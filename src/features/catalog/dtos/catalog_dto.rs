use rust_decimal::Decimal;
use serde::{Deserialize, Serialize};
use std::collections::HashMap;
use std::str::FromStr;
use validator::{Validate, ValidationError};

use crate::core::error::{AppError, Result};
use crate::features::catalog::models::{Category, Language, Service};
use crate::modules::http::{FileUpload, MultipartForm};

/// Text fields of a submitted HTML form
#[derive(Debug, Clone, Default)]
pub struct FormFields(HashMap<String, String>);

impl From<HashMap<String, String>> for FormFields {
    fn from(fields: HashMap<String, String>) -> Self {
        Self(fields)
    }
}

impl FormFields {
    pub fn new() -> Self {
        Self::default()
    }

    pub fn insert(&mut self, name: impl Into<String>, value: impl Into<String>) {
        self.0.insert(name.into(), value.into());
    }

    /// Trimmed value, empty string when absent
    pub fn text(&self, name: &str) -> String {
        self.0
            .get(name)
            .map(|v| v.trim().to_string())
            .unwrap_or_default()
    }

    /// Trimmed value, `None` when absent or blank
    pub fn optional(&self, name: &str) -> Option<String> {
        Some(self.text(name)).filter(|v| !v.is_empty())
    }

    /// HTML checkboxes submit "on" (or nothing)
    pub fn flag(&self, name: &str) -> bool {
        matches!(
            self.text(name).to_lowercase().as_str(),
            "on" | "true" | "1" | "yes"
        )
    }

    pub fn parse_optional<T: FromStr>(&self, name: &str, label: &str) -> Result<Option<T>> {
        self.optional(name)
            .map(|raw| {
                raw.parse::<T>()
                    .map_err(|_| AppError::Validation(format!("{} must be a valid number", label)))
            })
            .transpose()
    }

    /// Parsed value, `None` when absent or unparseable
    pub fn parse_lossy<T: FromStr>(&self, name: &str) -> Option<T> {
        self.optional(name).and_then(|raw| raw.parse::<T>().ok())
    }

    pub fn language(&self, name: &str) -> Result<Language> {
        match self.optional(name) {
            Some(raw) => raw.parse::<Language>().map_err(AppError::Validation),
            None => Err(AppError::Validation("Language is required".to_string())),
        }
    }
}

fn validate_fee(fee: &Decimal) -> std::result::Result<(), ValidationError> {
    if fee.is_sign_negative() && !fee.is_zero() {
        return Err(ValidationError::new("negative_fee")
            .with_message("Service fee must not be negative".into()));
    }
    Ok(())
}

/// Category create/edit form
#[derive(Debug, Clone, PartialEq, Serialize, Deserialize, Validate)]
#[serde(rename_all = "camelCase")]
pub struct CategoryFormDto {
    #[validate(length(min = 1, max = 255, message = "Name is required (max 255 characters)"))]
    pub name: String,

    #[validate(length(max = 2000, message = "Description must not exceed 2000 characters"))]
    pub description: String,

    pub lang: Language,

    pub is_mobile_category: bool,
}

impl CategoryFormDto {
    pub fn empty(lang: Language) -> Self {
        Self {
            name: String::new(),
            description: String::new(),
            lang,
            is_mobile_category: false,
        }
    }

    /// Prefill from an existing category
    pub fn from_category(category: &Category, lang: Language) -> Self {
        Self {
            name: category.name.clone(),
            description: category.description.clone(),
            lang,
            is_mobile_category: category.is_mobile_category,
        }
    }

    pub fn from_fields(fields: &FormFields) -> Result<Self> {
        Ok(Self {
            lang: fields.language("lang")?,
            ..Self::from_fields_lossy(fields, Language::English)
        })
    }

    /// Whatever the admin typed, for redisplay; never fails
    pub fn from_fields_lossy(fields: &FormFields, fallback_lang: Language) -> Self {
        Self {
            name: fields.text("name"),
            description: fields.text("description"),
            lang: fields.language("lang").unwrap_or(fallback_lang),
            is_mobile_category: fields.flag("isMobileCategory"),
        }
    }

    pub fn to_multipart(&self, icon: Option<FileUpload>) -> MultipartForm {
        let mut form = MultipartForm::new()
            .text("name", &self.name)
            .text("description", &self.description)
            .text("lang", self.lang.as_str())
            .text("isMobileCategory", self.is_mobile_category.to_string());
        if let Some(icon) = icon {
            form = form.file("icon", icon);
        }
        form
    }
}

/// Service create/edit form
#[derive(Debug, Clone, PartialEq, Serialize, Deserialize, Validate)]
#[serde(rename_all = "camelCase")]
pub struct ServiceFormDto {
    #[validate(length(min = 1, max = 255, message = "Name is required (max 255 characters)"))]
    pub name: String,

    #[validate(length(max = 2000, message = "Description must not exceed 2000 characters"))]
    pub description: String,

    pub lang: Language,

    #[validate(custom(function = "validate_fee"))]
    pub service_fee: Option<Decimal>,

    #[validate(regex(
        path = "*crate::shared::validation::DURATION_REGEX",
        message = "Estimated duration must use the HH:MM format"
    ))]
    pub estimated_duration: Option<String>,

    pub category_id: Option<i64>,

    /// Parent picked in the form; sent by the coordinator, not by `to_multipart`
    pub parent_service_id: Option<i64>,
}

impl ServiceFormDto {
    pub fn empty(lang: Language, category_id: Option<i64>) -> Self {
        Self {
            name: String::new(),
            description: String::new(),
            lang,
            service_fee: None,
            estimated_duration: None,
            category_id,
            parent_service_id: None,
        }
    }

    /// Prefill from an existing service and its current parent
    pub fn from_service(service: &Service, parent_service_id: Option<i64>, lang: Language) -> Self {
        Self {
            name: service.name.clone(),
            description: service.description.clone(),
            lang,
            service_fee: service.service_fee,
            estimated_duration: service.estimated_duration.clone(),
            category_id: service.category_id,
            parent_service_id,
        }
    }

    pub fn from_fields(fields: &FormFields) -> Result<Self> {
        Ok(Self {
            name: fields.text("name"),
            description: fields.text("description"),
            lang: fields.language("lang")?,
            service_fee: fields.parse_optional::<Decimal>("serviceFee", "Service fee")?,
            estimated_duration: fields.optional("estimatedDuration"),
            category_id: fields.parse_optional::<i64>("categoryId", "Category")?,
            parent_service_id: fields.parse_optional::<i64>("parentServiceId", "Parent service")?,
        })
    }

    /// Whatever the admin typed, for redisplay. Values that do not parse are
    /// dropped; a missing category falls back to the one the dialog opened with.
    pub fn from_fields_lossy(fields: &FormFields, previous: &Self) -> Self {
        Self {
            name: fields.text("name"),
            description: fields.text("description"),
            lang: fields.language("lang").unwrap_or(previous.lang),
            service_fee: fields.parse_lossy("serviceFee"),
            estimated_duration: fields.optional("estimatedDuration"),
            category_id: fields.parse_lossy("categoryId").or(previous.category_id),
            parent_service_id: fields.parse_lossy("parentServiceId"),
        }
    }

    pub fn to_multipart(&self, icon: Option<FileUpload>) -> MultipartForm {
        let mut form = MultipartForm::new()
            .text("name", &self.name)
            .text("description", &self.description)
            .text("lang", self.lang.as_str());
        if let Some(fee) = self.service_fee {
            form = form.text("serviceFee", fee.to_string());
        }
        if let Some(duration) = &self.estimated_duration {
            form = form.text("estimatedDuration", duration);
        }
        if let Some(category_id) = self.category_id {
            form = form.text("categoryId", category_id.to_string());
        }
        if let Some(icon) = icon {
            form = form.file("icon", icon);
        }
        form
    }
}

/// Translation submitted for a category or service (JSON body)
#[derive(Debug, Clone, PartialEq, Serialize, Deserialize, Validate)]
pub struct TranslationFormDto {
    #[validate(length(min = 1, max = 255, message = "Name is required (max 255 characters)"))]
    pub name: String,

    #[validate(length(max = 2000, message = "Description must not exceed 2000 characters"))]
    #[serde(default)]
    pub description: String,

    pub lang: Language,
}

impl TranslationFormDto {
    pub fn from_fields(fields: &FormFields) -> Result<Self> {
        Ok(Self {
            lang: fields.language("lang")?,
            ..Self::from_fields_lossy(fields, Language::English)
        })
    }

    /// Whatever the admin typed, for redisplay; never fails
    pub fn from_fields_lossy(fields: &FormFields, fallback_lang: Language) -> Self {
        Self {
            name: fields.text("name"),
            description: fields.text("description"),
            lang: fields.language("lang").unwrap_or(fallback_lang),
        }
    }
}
:::::
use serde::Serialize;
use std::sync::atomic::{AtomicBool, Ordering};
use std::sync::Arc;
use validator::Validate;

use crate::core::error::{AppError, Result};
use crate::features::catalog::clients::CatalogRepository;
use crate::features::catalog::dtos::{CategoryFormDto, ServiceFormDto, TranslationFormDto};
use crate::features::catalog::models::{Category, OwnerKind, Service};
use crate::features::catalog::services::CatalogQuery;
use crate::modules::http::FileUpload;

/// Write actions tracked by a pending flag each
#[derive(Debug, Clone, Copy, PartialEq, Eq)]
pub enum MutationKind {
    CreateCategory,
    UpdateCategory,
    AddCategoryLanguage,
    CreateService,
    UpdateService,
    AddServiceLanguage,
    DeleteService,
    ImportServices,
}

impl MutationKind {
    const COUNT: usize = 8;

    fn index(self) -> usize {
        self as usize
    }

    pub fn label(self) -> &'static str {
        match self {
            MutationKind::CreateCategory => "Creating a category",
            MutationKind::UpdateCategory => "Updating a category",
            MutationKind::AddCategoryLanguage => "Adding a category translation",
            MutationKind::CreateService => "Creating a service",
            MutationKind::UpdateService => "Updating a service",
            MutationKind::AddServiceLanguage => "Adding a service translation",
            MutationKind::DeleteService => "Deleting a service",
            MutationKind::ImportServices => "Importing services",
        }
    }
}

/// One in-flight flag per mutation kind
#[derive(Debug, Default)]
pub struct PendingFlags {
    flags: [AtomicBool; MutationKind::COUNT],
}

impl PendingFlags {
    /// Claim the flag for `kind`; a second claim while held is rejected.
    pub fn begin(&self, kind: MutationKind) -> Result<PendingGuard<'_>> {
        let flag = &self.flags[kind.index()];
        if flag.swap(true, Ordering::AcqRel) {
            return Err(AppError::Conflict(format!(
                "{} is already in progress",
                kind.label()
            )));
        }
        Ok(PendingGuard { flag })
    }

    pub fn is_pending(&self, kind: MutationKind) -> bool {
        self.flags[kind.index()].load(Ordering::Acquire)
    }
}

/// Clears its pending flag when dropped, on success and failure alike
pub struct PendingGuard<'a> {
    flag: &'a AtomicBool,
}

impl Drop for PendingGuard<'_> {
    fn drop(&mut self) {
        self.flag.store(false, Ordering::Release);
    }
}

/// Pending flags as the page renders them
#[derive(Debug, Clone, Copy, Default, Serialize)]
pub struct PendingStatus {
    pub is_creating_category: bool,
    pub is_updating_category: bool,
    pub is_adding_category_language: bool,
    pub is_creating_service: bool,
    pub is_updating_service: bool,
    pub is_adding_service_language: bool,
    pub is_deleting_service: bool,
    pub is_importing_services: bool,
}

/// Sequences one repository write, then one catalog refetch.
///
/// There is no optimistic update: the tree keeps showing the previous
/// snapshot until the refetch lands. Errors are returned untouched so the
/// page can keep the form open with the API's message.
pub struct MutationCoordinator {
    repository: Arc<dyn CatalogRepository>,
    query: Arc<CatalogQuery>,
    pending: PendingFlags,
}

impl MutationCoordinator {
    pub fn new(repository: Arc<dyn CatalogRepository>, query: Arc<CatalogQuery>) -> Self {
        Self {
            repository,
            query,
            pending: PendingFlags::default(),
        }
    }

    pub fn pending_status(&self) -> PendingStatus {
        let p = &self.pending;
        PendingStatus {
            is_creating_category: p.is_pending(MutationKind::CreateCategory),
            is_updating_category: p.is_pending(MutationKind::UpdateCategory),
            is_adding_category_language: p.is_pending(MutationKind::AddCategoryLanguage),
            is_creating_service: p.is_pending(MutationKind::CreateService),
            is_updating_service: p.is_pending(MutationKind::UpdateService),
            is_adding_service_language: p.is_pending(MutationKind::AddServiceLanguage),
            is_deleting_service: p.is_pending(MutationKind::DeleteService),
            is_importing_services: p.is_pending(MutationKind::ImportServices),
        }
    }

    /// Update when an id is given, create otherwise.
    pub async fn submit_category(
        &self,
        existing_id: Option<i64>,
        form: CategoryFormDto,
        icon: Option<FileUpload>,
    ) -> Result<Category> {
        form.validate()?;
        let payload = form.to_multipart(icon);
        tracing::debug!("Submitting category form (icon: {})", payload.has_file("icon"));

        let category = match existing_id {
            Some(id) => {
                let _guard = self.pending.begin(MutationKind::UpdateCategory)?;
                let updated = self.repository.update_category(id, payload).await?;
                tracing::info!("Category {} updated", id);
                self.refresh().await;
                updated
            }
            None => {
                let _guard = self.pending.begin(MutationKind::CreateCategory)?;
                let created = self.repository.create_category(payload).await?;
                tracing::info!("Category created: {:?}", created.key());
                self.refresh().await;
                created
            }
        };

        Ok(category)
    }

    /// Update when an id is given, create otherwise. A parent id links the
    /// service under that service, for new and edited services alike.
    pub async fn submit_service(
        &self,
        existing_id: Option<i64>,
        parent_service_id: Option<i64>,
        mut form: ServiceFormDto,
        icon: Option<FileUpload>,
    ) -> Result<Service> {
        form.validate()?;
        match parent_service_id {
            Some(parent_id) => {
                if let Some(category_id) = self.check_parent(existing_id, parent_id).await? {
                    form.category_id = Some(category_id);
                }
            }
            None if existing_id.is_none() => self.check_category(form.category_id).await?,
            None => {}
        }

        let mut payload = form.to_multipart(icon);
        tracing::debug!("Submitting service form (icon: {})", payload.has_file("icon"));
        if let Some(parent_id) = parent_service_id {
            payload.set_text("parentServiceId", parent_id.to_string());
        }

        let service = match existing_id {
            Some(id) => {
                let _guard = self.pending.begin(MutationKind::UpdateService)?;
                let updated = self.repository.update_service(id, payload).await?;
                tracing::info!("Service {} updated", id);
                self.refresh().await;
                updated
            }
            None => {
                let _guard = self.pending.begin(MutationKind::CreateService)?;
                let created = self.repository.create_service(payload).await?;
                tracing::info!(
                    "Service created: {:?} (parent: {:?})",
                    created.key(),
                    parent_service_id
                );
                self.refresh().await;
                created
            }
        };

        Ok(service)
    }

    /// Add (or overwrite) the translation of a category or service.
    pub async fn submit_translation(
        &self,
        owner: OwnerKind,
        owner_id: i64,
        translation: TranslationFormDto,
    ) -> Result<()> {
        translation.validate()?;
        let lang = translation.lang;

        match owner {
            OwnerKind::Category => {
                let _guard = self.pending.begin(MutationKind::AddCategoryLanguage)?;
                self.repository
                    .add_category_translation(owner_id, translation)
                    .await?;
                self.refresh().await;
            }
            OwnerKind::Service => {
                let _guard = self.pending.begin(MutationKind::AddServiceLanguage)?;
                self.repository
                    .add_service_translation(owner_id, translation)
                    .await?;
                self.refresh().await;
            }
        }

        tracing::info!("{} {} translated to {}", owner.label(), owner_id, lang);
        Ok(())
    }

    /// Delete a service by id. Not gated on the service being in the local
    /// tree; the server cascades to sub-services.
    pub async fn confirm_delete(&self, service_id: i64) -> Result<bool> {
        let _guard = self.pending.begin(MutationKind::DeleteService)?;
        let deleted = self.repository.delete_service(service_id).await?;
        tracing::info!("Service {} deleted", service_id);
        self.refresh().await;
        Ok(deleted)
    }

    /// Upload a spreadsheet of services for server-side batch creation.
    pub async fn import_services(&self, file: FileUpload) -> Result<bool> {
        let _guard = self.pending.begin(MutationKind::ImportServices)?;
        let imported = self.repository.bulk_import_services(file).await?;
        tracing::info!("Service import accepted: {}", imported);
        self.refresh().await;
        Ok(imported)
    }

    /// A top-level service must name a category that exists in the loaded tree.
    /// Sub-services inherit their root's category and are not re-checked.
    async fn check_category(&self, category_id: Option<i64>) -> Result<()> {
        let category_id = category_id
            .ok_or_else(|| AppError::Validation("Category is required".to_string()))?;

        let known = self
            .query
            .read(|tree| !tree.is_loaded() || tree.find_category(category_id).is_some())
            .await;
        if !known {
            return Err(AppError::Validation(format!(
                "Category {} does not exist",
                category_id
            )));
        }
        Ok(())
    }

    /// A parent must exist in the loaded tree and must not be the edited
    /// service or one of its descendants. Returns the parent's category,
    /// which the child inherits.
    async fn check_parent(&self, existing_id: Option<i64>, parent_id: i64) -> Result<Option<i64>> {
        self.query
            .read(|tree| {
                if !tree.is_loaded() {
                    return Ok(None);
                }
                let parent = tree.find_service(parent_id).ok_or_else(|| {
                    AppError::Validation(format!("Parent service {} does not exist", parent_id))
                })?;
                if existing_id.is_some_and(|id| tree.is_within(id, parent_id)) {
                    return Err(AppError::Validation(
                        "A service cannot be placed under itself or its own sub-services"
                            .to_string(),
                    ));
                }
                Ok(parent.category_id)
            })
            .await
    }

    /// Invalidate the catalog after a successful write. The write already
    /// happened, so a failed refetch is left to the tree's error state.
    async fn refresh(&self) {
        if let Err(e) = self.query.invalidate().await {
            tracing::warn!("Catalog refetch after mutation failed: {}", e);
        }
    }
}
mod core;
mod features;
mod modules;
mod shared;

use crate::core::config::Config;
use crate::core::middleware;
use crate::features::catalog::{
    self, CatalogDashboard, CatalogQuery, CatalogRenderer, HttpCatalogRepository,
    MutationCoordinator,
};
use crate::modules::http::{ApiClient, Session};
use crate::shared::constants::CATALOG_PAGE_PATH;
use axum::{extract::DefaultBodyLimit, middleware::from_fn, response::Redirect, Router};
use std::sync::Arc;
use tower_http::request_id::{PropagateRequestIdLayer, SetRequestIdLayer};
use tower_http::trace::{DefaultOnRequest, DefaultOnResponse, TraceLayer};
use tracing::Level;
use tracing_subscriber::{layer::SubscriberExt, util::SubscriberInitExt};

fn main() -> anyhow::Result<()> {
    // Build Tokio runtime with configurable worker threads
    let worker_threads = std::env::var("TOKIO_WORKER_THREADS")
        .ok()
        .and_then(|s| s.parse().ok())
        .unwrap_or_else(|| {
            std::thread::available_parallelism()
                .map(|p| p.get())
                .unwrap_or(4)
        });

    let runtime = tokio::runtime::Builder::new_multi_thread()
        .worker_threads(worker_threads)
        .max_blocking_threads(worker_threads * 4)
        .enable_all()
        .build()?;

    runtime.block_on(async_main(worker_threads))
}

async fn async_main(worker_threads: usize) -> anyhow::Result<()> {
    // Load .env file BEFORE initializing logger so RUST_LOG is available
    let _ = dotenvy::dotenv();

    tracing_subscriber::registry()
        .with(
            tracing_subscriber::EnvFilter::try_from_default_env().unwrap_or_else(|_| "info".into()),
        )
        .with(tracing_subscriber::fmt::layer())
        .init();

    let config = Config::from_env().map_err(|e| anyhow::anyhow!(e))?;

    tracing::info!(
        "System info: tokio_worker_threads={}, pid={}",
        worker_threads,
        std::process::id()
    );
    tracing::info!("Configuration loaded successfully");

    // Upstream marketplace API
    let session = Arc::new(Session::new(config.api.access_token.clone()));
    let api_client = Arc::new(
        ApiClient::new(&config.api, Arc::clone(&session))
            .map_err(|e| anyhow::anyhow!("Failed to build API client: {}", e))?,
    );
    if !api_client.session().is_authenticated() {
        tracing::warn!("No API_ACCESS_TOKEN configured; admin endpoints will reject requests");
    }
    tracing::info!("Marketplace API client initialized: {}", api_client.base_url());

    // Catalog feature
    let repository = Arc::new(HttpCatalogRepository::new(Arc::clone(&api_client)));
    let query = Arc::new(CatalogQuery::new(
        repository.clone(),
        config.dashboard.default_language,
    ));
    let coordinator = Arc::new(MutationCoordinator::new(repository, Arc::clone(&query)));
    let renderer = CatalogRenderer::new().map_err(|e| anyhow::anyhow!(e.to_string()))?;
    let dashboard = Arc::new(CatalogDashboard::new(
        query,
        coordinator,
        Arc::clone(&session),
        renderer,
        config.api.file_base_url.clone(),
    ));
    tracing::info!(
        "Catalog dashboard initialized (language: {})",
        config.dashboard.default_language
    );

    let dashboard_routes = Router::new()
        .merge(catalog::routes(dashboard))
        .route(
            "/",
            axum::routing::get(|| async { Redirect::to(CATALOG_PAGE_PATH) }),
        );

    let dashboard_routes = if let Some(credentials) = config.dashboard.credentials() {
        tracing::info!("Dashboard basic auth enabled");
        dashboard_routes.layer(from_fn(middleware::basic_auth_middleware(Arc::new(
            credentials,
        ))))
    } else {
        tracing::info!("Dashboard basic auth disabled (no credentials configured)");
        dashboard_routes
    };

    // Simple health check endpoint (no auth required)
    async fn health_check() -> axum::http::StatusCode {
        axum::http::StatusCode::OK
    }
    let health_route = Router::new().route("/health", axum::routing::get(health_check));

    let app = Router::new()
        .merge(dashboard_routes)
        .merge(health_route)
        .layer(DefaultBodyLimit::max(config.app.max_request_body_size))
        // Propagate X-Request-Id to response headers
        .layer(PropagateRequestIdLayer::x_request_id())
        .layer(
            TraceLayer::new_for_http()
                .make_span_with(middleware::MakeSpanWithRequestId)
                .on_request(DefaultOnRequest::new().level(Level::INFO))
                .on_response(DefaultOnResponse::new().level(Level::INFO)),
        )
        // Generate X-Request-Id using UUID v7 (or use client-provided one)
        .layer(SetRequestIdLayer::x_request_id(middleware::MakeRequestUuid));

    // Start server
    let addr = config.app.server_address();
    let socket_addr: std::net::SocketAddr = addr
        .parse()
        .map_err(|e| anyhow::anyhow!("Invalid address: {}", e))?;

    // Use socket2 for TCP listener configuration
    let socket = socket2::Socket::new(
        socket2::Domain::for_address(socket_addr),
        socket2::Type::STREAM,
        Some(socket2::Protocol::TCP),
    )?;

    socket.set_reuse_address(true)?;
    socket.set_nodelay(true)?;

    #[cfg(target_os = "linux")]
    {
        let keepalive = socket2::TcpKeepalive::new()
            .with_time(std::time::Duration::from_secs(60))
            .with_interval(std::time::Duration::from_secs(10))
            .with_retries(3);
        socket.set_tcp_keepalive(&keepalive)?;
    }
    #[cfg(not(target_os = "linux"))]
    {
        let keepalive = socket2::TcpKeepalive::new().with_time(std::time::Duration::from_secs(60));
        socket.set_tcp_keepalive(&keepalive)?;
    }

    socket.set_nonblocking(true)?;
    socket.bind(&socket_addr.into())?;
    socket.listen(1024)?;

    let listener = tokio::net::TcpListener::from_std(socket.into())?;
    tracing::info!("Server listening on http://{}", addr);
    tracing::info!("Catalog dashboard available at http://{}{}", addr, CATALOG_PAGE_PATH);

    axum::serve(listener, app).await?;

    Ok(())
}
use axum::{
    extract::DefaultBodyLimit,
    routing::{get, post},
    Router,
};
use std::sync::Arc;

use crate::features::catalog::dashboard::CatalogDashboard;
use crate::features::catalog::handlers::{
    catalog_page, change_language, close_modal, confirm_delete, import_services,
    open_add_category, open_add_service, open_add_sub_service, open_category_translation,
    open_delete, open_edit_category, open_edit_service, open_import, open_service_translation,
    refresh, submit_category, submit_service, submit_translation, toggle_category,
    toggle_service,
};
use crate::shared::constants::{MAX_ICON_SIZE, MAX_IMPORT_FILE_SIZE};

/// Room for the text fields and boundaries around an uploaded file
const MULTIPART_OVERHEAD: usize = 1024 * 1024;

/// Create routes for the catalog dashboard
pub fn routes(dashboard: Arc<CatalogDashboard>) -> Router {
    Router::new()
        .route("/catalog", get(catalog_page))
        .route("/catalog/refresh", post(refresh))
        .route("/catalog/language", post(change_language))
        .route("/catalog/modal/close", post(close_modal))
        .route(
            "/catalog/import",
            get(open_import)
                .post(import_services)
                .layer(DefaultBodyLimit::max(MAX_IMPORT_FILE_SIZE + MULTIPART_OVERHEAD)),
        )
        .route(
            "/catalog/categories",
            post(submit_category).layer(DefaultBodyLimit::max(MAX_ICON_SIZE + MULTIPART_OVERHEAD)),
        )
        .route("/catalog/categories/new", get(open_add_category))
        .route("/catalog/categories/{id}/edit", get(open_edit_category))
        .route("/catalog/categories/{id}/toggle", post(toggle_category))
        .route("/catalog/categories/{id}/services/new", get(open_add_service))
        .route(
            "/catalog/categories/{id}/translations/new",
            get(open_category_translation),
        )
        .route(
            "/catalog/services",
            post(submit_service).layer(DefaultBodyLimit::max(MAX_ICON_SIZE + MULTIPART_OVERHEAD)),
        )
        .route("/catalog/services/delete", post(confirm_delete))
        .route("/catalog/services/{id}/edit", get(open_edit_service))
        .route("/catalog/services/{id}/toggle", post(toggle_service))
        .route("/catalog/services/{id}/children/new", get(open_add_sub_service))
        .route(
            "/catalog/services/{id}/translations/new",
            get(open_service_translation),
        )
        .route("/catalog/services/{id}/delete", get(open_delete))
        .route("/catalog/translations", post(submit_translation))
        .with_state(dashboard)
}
:::::
• **Assignment**:
Transcribe the lines above between the line holding "filename src/features/catalog/dtos/catalog_dto.rs" and the line holding "pub fn language(&self, name: &str)", inclusive, exactly as they stand and with nothing added.

• **The answer**:
filename src/features/catalog/dtos/catalog_dto.rs
use rust_decimal::Decimal;
use serde::{Deserialize, Serialize};
use std::collections::HashMap;
use std::str::FromStr;
use validator::{Validate, ValidationError};

use crate::core::error::{AppError, Result};
use crate::features::catalog::models::{Category, Language, Service};
use crate::modules::http::{FileUpload, MultipartForm};

/// Text fields of a submitted HTML form
#[derive(Debug, Clone, Default)]
pub struct FormFields(HashMap<String, String>);

impl From<HashMap<String, String>> for FormFields {
    fn from(fields: HashMap<String, String>) -> Self {
        Self(fields)
    }
}

impl FormFields {
    pub fn new() -> Self {
        Self::default()
    }

    pub fn insert(&mut self, name: impl Into<String>, value: impl Into<String>) {
        self.0.insert(name.into(), value.into());
    }

    /// Trimmed value, empty string when absent
    pub fn text(&self, name: &str) -> String {
        self.0
            .get(name)
            .map(|v| v.trim().to_string())
            .unwrap_or_default()
    }

    /// Trimmed value, `None` when absent or blank
    pub fn optional(&self, name: &str) -> Option<String> {
        Some(self.text(name)).filter(|v| !v.is_empty())
    }

    /// HTML checkboxes submit "on" (or nothing)
    pub fn flag(&self, name: &str) -> bool {
        matches!(
            self.text(name).to_lowercase().as_str(),
            "on" | "true" | "1" | "yes"
        )
    }

    pub fn parse_optional<T: FromStr>(&self, name: &str, label: &str) -> Result<Option<T>> {
        self.optional(name)
            .map(|raw| {
                raw.parse::<T>()
                    .map_err(|_| AppError::Validation(format!("{} must be a valid number", label)))
            })
            .transpose()
    }

    /// Parsed value, `None` when absent or unparseable
    pub fn parse_lossy<T: FromStr>(&self, name: &str) -> Option<T> {
        self.optional(name).and_then(|raw| raw.parse::<T>().ok())
    }

    pub fn language(&self, name: &str) -> Result<Language> {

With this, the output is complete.